A mes amis de « La Bônoise », en souvenir des beaux jours passés à Vichy
(Août-Septembre 38). O. B.
Le grand départ il a enfin lieu... Nous montons tsur le « Charles Roux ». On était tous en prémière de zouaves tsur le pont. Pendant que le bateau y se prenait le large, la section des Cors de « La Bônoise », elle se jouait une aubade à le Président. Pour pas se salir on s'était mis en « péllaïoles », ac des cache misères et des casquettes. La mer mauvaise elle était et l'eau elle se passait par dessur le pont. Adieu les sardines en skabetches, les tourtes aux p'tits pois et les fogasses maltaises, tout ce casse-croûte maousse c'était le poisson qui devait s'en profiter.
Nous arrivons à Marseille tous plusses bancales les uns que les autres ma Dieu bénisse ! comme on s'a posé le pied par terre on s'a sentu mieux tout de suite. On s'a desc-endu la Canne Bière et on s'a tapé des fruits de mer.
À six heures le soir on se prend le, train pour Vichy et nous arrivons lendemain matin.
Ça une ville ! On .s'a vite lavé et changé et vinga tout de suite tsur les allées des sources.

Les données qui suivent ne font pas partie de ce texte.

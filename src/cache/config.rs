//! Cache configuration.

use std::num::NonZeroUsize;
use std::time::Duration;

use serde::Deserialize;

const DEFAULT_TTL_SECONDS: u64 = 300;
const DEFAULT_MAX_ENTRIES: usize = 2048;
/// Invalidated tags remembered per cache slot before the history is compacted.
const TRACKED_TAGS_PER_ENTRY: usize = 4;

#[derive(Debug, Clone, Deserialize)]
#[serde(default)]
pub struct CacheConfig {
    /// Serve reads from the cache. When off every read goes to storage.
    pub enabled: bool,
    /// Maximum age of an entry before it is recomputed.
    pub ttl_seconds: u64,
    /// Maximum number of entries kept before least-recently-used eviction.
    pub max_entries: usize,
}

impl Default for CacheConfig {
    fn default() -> Self {
        Self {
            enabled: true,
            ttl_seconds: DEFAULT_TTL_SECONDS,
            max_entries: DEFAULT_MAX_ENTRIES,
        }
    }
}

impl From<&crate::config::CacheSettings> for CacheConfig {
    fn from(settings: &crate::config::CacheSettings) -> Self {
        Self {
            enabled: settings.enabled,
            ttl_seconds: settings.ttl.as_secs(),
            max_entries: settings.max_entries.get(),
        }
    }
}

impl CacheConfig {
    pub fn is_enabled(&self) -> bool {
        self.enabled
    }

    pub fn ttl(&self) -> Duration {
        Duration::from_secs(self.ttl_seconds)
    }

    /// Number of distinct invalidated tags the store remembers.
    pub fn tracked_tag_limit(&self) -> usize {
        self.max_entries_non_zero()
            .get()
            .saturating_mul(TRACKED_TAGS_PER_ENTRY)
    }

    /// Capacity as NonZeroUsize, clamping to 1 if zero.
    pub fn max_entries_non_zero(&self) -> NonZeroUsize {
        NonZeroUsize::new(self.max_entries).unwrap_or(NonZeroUsize::MIN)
    }
}

#[cfg(test)]
mod tests {
    use super::*;

    #[test]
    fn default_values() {
        let config = CacheConfig::default();
        assert!(config.is_enabled());
        assert_eq!(config.ttl(), Duration::from_secs(300));
        assert_eq!(config.max_entries, 2048);
    }

    #[test]
    fn non_zero_clamps_to_min() {
        let config = CacheConfig {
            max_entries: 0,
            ..Default::default()
        };
        assert_eq!(config.max_entries_non_zero().get(), 1);
    }
}
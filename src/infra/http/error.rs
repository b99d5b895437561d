use std::error::Error as StdError;

use axum::Json;
use axum::http::StatusCode;
use axum::response::{IntoResponse, Response};
use serde::Serialize;

use crate::application::error::ErrorReport;
use crate::application::repos::RepoError;
use crate::infra::uploads::UploadStorageError;

#[derive(Debug, Serialize)]
struct ApiErrorBody {
    error: &'static str,
}

/// Error returned by read endpoints as `{ "error": <message> }`.
#[derive(Debug)]
pub struct ApiError {
    status: StatusCode,
    message: &'static str,
    report: ErrorReport,
}

impl ApiError {
    pub fn new(status: StatusCode, message: &'static str, detail: impl Into<String>) -> Self {
        Self {
            status,
            message,
            report: ErrorReport::from_message("infra::http", status, detail),
        }
    }

    fn with_source(
        status: StatusCode,
        message: &'static str,
        source: &'static str,
        error: &dyn StdError,
    ) -> Self {
        Self {
            status,
            message,
            report: ErrorReport::from_error(source, status, error),
        }
    }

    pub fn unauthorized() -> Self {
        Self::new(StatusCode::UNAUTHORIZED, "Unauthorized", "no session")
    }

    pub fn not_found(message: &'static str) -> Self {
        Self::new(StatusCode::NOT_FOUND, message, message)
    }

    pub fn bad_request(message: &'static str, detail: impl Into<String>) -> Self {
        Self::new(StatusCode::BAD_REQUEST, message, detail)
    }

    pub fn repo(source: &'static str, err: RepoError) -> Self {
        let (status, message) = match &err {
            RepoError::NotFound => (StatusCode::NOT_FOUND, "Not found"),
            RepoError::InvalidInput { .. } => (StatusCode::BAD_REQUEST, "Invalid input"),
            RepoError::Timeout => (StatusCode::SERVICE_UNAVAILABLE, "Database timeout"),
            RepoError::Duplicate { .. } | RepoError::Integrity { .. } => {
                (StatusCode::CONFLICT, "Conflicting record")
            }
            RepoError::Persistence(_) => (StatusCode::INTERNAL_SERVER_ERROR, "Internal server error"),
        };
        Self::with_source(status, message, source, &err)
    }

    pub fn upload(err: UploadStorageError) -> Self {
        let (status, message) = if err.is_too_large() {
            (StatusCode::PAYLOAD_TOO_LARGE, "File too large")
        } else if err.is_client_error() && !matches!(err, UploadStorageError::InvalidPath) {
            (StatusCode::BAD_REQUEST, "Invalid image upload")
        } else {
            (StatusCode::INTERNAL_SERVER_ERROR, "Failed to store upload")
        };
        Self::with_source(status, message, "infra::http::uploads", &err)
    }

    pub fn status(&self) -> StatusCode {
        self.status
    }
}

impl From<RepoError> for ApiError {
    fn from(err: RepoError) -> Self {
        Self::repo("infra::http", err)
    }
}

impl IntoResponse for ApiError {
    fn into_response(self) -> Response {
        let mut response = (
            self.status,
            Json(ApiErrorBody {
                error: self.message,
            }),
        )
            .into_response();
        self.report.attach(&mut response);
        response
    }
}

#[cfg(test)]
mod tests {
    use super::*;
    use crate::domain::uploads::ImageRejection;

    #[test]
    fn oversized_upload_maps_to_413() {
        let err = ApiError::upload(UploadStorageError::Rejected(ImageRejection::TooLarge {
            limit: 10,
        }));
        assert_eq!(err.status(), StatusCode::PAYLOAD_TOO_LARGE);
    }

    #[test]
    fn unsupported_type_maps_to_400() {
        let err = ApiError::upload(UploadStorageError::Rejected(
            ImageRejection::UnsupportedType("text/plain".into()),
        ));
        assert_eq!(err.status(), StatusCode::BAD_REQUEST);
    }

    #[test]
    fn io_failure_maps_to_500() {
        let err = ApiError::upload(UploadStorageError::Io(std::io::Error::other("disk full")));
        assert_eq!(err.status(), StatusCode::INTERNAL_SERVER_ERROR);
    }

    #[test]
    fn response_carries_report() {
        let response = ApiError::not_found("Article not found").into_response();
        assert_eq!(response.status(), StatusCode::NOT_FOUND);
        assert!(response.extensions().get::<ErrorReport>().is_some());
    }
}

La place elle est comme te dirais le Cours Bertagna le dimanche matin . Chaque personne il avait son p'tit verre à la main et temps en temps y buvait un coup en régardant l'heure. Moi qui connaissais pas, j'a goûté à toutes les sources et pas bien longtemps après je faisais des fusées de tous les côtés tellement j'étais malade.
Lendemain il avait lieu le Concours de Musique et en finale les Bônois y tombaient contre Jarnac, une société qui se faisait un chiqué terrible, pourquoi y portaient des paletots rouges ac une casquette jockey noirte, un pantalon blanc et des bottes. Y leur manquait que le cheval. Le porte-drapeau ac des moustaches de Félisque-le-Chat y se tenait une bannière ac un tas de médailles accrochées et une longue queue de cheval qui pendait...
A la lecture à la vue on s'les a tout de suite liquidé pourquoi nous autres Bônois si on se met longtemps à défricher le jornal, la musique on se la lit, à toute vitesse. A de bon on s'leur avait joué un coup de Jarnac.
Pendant que le concours y continuait, ac Augu on est allé promener tsur les bords de l'Allié. Un pêcheur ac des ruses d'un Andien du Phare-ouest y pêchait. On s'approche : « Ça touche Ô M'sien », qui demande Augu
- Oui, qui répond l'autre : « J'ai pris une bonne petite friture de goujons » et y nous montre une dizaine de poissons migroscopiques qui te fallait une loupe pour te les voir, tellements petits ils étaient. Augu y rit en éclats et y dit qu'à Bône on appelle ça les macs et que même pas les chats y se les veulest. En colère, le vieux y prend le salabrel, la puisette, comme on dit là-bas. Alors nous autres on se le laisse tomber et on s'en va..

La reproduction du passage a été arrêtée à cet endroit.